At the end of September eight of us were blessed to be able to spend a week in the stunning surroundings of Norway as part of the international exchange programme Erasmus. This was the third leg of our programme which involves schools from Norway, Finland and Germany, and was an opportunity for us to continue the work together were we have been focusing on ‘Fair play, sport and healthy eating’.

On arrival our students were promptly whisked away to their homestay’s where students they had met when St Gregory’s hosted the other schools, returned the favour. After an evening to settle in we promptly began the week in the host school where they begin the day at 8.05am. If our students weren’t awake they soon were once the school fire alarm went off at 8.07am! We were shown around the school, took part in their life skills sessions based on ‘courage’ and learnt the new game – serveball (a blend of volleyball and netball).

To pick up a common theme we trudged into school the next day, sodden and windswept but accepting of the Norwegian ‘let’s just get on with it’ mentality. Horse riding, learning to use a lasso, bucket carrying competitions and stilt walking made up the majority of the day, followed by a scenic walk littered with tastes of Norwegian culture and cuisine.

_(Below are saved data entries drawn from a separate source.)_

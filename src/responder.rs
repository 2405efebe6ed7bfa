use tracing::{error, info};

use crate::llm::LlmProvider;
use reelreply_core::text::strip_wrapping_quotes;

/// Substrings counted towards the funny score.
pub const FUNNY_MARKERS: [&str; 6] = ["haha", "lol", "funny", "lmao", "😂", "🤣"];
/// Presence of this emoji alone classifies a sample as funny.
pub const LAUGH_EMOJI: &str = "😂";
pub const FALLBACK_REPLY: &str = "Nice reel!";

const FUNNY_THRESHOLD: usize = 2;

const STYLE_EXAMPLES: [&str; 3] = [
    "Thanks for the love, everyone! Guess my reel’s so good, it’s even appealing to the chronically single AND those terrified of sentient porcelain. 😂❤️",
    "Wow, the range of reactions! From “single and loving it” to “send help, the dolls are alive!” Thanks for the ❤️s and 😂s, you guys are wild.",
    "My reel: a rollercoaster of emotions! Thanks for the laughs, loves, and existential dread over creepy dolls. 😂❤️",
];

#[derive(Debug, Clone, PartialEq, Eq)]
pub enum ReplyDecision {
    Suppressed,
    Reply(String),
}

/// Total non-overlapping marker occurrences in the lower-cased, space-joined
/// sample.
pub fn funny_score(comments: &[String]) -> usize {
    let text = comments.join(" ").to_lowercase();
    FUNNY_MARKERS
        .iter()
        .map(|marker| text.matches(marker).count())
        .sum()
}

pub fn is_funny(comments: &[String]) -> bool {
    funny_score(comments) > FUNNY_THRESHOLD
        || comments.iter().any(|c| c.contains(LAUGH_EMOJI))
}

pub fn build_prompt(comments: &[String]) -> String {
    let examples = STYLE_EXAMPLES
        .iter()
        .map(|e| format!("'{e}'"))
        .collect::<Vec<_>>()
        .join(", ");
    format!(
        "Generate a reply for a funny Instagram reel based on these comments: {comments:?}. \
         Use a playfully teasing or self-deprecating tone. Mention laughs and emojis like 😂. \
         Keep it concise and engaging, similar to these examples: {examples}"
    )
}

/// Clean up raw model output: trim, fall back when empty, unwrap quotes.
pub fn finalize_reply(raw: &str) -> String {
    let trimmed = raw.trim();
    if trimmed.is_empty() {
        return FALLBACK_REPLY.to_string();
    }
    strip_wrapping_quotes(trimmed).to_string()
}

/// Classify `comments` and, when funny, draft a reply with `llm`.
///
/// Non-funny samples never reach the model. Generation failures are logged
/// and suppress the reply.
pub async fn decide(llm: &dyn LlmProvider, comments: &[String]) -> ReplyDecision {
    if !is_funny(comments) {
        info!(
            "Comments not funny enough (score {}), skipping reply",
            funny_score(comments)
        );
        return ReplyDecision::Suppressed;
    }

    match llm.send_message(&build_prompt(comments)).await {
        Ok(raw) => ReplyDecision::Reply(finalize_reply(&raw)),
        Err(e) => {
            error!("Error generating reply: {e}");
            ReplyDecision::Suppressed
        }
    }
}
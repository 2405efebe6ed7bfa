//! Direct-message inbox abstraction for reelreply.

pub mod channel;
pub mod channel_adapter;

Our next two days involved a fair amount of travelling around the region on coaches, ferries, passenger boats and the occasional bit of walking. Wherever we went it rained, but never far from shot was the beauty of water – whether it be a fjord reflecting the vastness of mountain ranges, waterfalls cascading down every crevice on high or snow peaks in the distance. We explored, we shopped, swam and sampled soup on an open beach fire. One of the highlights of the week was getting a tour of the salmon farm where we were able to see first hand the remarkable process of farming some five million salmon in one place at any one time.

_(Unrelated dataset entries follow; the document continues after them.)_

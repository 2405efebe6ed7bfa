pub mod channels;
pub mod config;
pub mod doctor;
pub mod llm;
pub mod responder;
pub mod runtime;
pub mod sampler;
pub mod scanner;
pub mod scraper;

pub use reelreply_app::logging;
pub use reelreply_channels::channel;
pub use reelreply_channels::channel_adapter;
pub use reelreply_core::error;
pub use reelreply_core::retry;
pub use reelreply_core::text;
pub use reelreply_storage::seen_store;
use chrono::{DateTime, Duration, Utc};
use tracing::{debug, error, warn};

use reelreply_channels::channel::{DirectMessage, DirectThread};
use reelreply_channels::channel_adapter::DirectInbox;
use reelreply_core::retry::{retry_transient, RetryPolicy};
use reelreply_storage::seen_store::SeenStore;

pub const UNKNOWN_SENDER: &str = "Unknown";

/// A shared reel selected for a reply in this cycle.
#[derive(Debug, Clone, PartialEq, Eq)]
pub struct Candidate {
    pub thread_id: String,
    pub message: DirectMessage,
    pub content_ref: String,
    pub peer_username: String,
}

#[derive(Debug, Clone, Copy, PartialEq, Eq)]
pub struct ScanPolicy {
    /// Maximum message age.
    pub window: Duration,
    pub retry: RetryPolicy,
}

impl Default for ScanPolicy {
    fn default() -> Self {
        Self {
            window: Duration::hours(24),
            retry: RetryPolicy::default(),
        }
    }
}

/// Within the window; a missing timestamp counts as the Unix epoch.
pub fn is_recent(message: &DirectMessage, now: DateTime<Utc>, window: Duration) -> bool {
    let sent_at = message.timestamp.unwrap_or_default();
    now.signed_duration_since(sent_at) <= window
}

fn is_eligible(
    message: &DirectMessage,
    self_id: &str,
    store: &SeenStore,
    now: DateTime<Utc>,
    window: Duration,
) -> bool {
    message.author_id != self_id
        && message.is_clip()
        && !store.contains(&message.id)
        && is_recent(message, now, window)
}

fn select_candidates(
    threads: &[DirectThread],
    self_id: &str,
    store: &mut SeenStore,
    now: DateTime<Utc>,
    window: Duration,
) -> Vec<Candidate> {
    let mut candidates = Vec::new();
    for thread in threads {
        for message in &thread.messages {
            if !is_eligible(message, self_id, store, now, window) {
                continue;
            }
            let Some(content_ref) = message.content_ref.as_deref().filter(|c| !c.is_empty())
            else {
                debug!(
                    "Skipping clip {} in thread {}: no content reference",
                    message.id, thread.id
                );
                continue;
            };
            store.mark_seen(&message.id);
            candidates.push(Candidate {
                thread_id: thread.id.clone(),
                message: message.clone(),
                content_ref: content_ref.to_string(),
                peer_username: thread
                    .peer_username(self_id)
                    .unwrap_or(UNKNOWN_SENDER)
                    .to_string(),
            });
        }
    }
    candidates
}

/// Collect new shared reels from every thread and claim each one in `store`
/// before returning it.
///
/// Fetch failures never escape: transient ones are retried per
/// `policy.retry`, and anything left over yields an empty result.
pub async fn scan_inbox(
    inbox: &dyn DirectInbox,
    self_id: &str,
    store: &mut SeenStore,
    policy: ScanPolicy,
    now: DateTime<Utc>,
) -> Vec<Candidate> {
    let threads = match retry_transient(policy.retry, "Fetching threads", || {
        inbox.list_threads()
    })
    .await
    {
        Ok(threads) => threads,
        Err(e) if e.is_transient() => {
            warn!("Max retries reached, skipping this cycle");
            return Vec::new();
        }
        Err(e) => {
            error!("Unexpected error while scanning inbox: {e}");
            return Vec::new();
        }
    };
    select_candidates(&threads, self_id, store, now, policy.window)
}
//! Persistence for reelreply.

pub mod seen_store;
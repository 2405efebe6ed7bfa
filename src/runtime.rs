use std::time::Duration;

use chrono::{DateTime, Utc};
use tracing::{debug, error, info};

use crate::config::Config;
use crate::error::ReelReplyError;
use crate::llm::LlmProvider;
use crate::responder::{decide, ReplyDecision};
use crate::sampler::{sample_comments, SampleLimits};
use crate::scanner::{scan_inbox, Candidate, ScanPolicy};
use crate::scraper::CommentScraper;
use reelreply_channels::channel_adapter::DirectInbox;
use reelreply_core::retry::retry_transient;
use reelreply_storage::seen_store::SeenStore;

const CONTENT_URL_PREFIX: &str = "https://www.instagram.com/p/";

pub fn content_url(content_ref: &str) -> String {
    format!("{CONTENT_URL_PREFIX}{content_ref}")
}

pub struct AppState {
    pub config: Config,
    pub inbox: Box<dyn DirectInbox>,
    pub scraper: Box<dyn CommentScraper>,
    pub llm: Box<dyn LlmProvider>,
    pub store: SeenStore,
}

/// Outcome counts for one pass over the inbox.
#[derive(Debug, Clone, Copy, Default, PartialEq, Eq)]
pub struct CycleReport {
    pub candidates: usize,
    pub replied: usize,
    pub suppressed: usize,
    pub failed: usize,
}

impl AppState {
    fn scan_policy(&self) -> ScanPolicy {
        ScanPolicy {
            window: self.config.recency_window(),
            retry: self.config.retry_policy(),
        }
    }

    fn sample_limits(&self) -> SampleLimits {
        SampleLimits {
            results_limit: self.config.comment_results_limit,
            sample_size: self.config.comment_sample_size,
        }
    }

    /// Sign in, retrying transient failures per the configured policy.
    pub async fn login(&self) -> Result<String, ReelReplyError> {
        let inbox = self.inbox.as_ref();
        let username = self.config.insta_username.as_str();
        let password = self.config.insta_password.as_str();
        retry_transient(self.config.retry_policy(), "Login", || {
            inbox.login(username, password)
        })
        .await
    }

    /// One scan-and-reply pass. Only a missing account id is returned as
    /// an error; per-candidate failures are logged and counted.
    pub async fn run_cycle(&mut self, now: DateTime<Utc>) -> Result<CycleReport, ReelReplyError> {
        let self_id = self.inbox.self_user_id().ok_or_else(|| {
            ReelReplyError::LoginRequired("messaging session has no account id".into())
        })?;
        let policy = self.scan_policy();
        let candidates =
            scan_inbox(self.inbox.as_ref(), &self_id, &mut self.store, policy, now).await;

        let mut report = CycleReport {
            candidates: candidates.len(),
            ..CycleReport::default()
        };
        if candidates.is_empty() {
            info!("You have received no new reels");
            return Ok(report);
        }

        for candidate in &candidates {
            self.handle_candidate(candidate, &mut report).await;
        }
        debug!(
            "Cycle finished: {} candidates, {} replied, {} suppressed, {} failed",
            report.candidates, report.replied, report.suppressed, report.failed
        );
        Ok(report)
    }

    async fn handle_candidate(&self, candidate: &Candidate, report: &mut CycleReport) {
        let url = content_url(&candidate.content_ref);
        let comments = sample_comments(self.scraper.as_ref(), &url, self.sample_limits()).await;
        let reply = match decide(self.llm.as_ref(), &comments).await {
            ReplyDecision::Reply(text) => text,
            ReplyDecision::Suppressed => {
                report.suppressed += 1;
                return;
            }
        };

        let user = &candidate.peer_username;
        if let Err(e) = self
            .inbox
            .send_reply(&candidate.thread_id, &reply, &candidate.message)
            .await
        {
            error!("Error sending reply to {user}: {e}");
            report.failed += 1;
            return;
        }
        if let Err(e) = self
            .inbox
            .mark_thread_read(&candidate.thread_id, &candidate.message.id)
            .await
        {
            error!("Error marking thread {} read for {user}: {e}", candidate.thread_id);
            report.failed += 1;
            return;
        }
        info!("Replied to {user}: {reply}");
        report.replied += 1;
    }
}

/// Sleep before the next cycle: the poll interval after a completed cycle,
/// the recovery delay after a failed one.
pub fn next_delay(config: &Config, outcome: &Result<CycleReport, ReelReplyError>) -> Duration {
    match outcome {
        Ok(_) => config.poll_interval(),
        Err(_) => config.recovery_delay(),
    }
}

fn login_failure_message(inbox: &str, err: &ReelReplyError) -> String {
    if err.is_transient() {
        format!("Max login retries reached, exiting: {err}")
    } else {
        format!("{inbox} login failed: {err}")
    }
}

async fn drive(state: &mut AppState) -> anyhow::Result<()> {
    if let Err(e) = state.login().await {
        return Err(anyhow::anyhow!(login_failure_message(
            state.inbox.name(),
            &e
        )));
    }
    info!("Bot started. Replying to new funny reels only.");

    loop {
        let outcome = state.run_cycle(Utc::now()).await;
        if let Err(e) = &outcome {
            error!("Unexpected error in main loop: {e}");
        }
        tokio::time::sleep(next_delay(&state.config, &outcome)).await;
    }
}

/// Log in and poll until Ctrl-C. Returns an error only when login fails.
pub async fn run(mut state: AppState) -> anyhow::Result<()> {
    tokio::select! {
        result = drive(&mut state) => result,
        signal = tokio::signal::ctrl_c() => {
            signal.map_err(|e| anyhow::anyhow!("Failed to listen for Ctrl-C: {e}"))?;
            info!("Received Ctrl-C, shutting down");
            Ok(())
        }
    }
}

One of our students Rosie, speaks positively about the activities on these days:

“At the salmon farm we learnt about how salmon grow and how bio-filters work. We had a vegetarian, vegan and a pescatarian amongst us so we had a few interesting debates along the way! One of the best days involved a long coach journey all the way to a town called Kristiansund, about 100 km away from Kyrksæterøra. We had to take a ferry to get there because it was on an island off the coast of the mainland. When we got off the coach, we went on a little walk to a tower overlooking the town and out to sea – it was an amazing view. We then walked around the town for a bit, went to a shopping centre before enjoying a big swimming pool that had lots of different areas (and involved lots of jumping, diving and flipping into).”

“The final day brought a return to the local school, and at the request of students they took part in the tournament in mixed country teams. Undoubtedly giving us a better chance of winning a trophy again as a team from Germany! The tournament was played in a spirit of fair play and respect, becoming increasingly competitive as students got used to a new sport. We were delighted to have two of our students among the winning team and re-enacted the disappearance of another famous trophy back in 1966 – with this one finding its way into our Bristol Airport bound luggage! The final event of the trip was a celebration evening where our young people showcased a dramatised version of Benjamin Zephaniah’s poem ‘The British: serves 60 million’.”

Our students were impeccably behaved and were great ambassadors for St Gregory’s and the UK. We hope they enjoyed getting a taste of a culture that differs in so many ways to ours, yet champions the same values.